:: What to do ::
Everything from the line containing "pub mod source;" through the end of the data below should be copied exactly, with no other lines.

:: Entries supplied ::
pub mod collect;
pub mod lock;
pub mod normalize;
pub mod retry;
pub mod sample;
pub mod source;

pub use collect::{CollectStats, Collector, CollectorConfig, IngestReport};
pub use retry::RetryPolicy;
pub use source::{MetadataSource, Page, PageRequest, RawVideo, SourceError, YouTubeSource};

:: Answer space ::
pub mod source;

pub use collect::{CollectStats, Collector, CollectorConfig, IngestReport};
pub use retry::RetryPolicy;
pub use source::{MetadataSource, Page, PageRequest, RawVideo, SourceError, YouTubeSource};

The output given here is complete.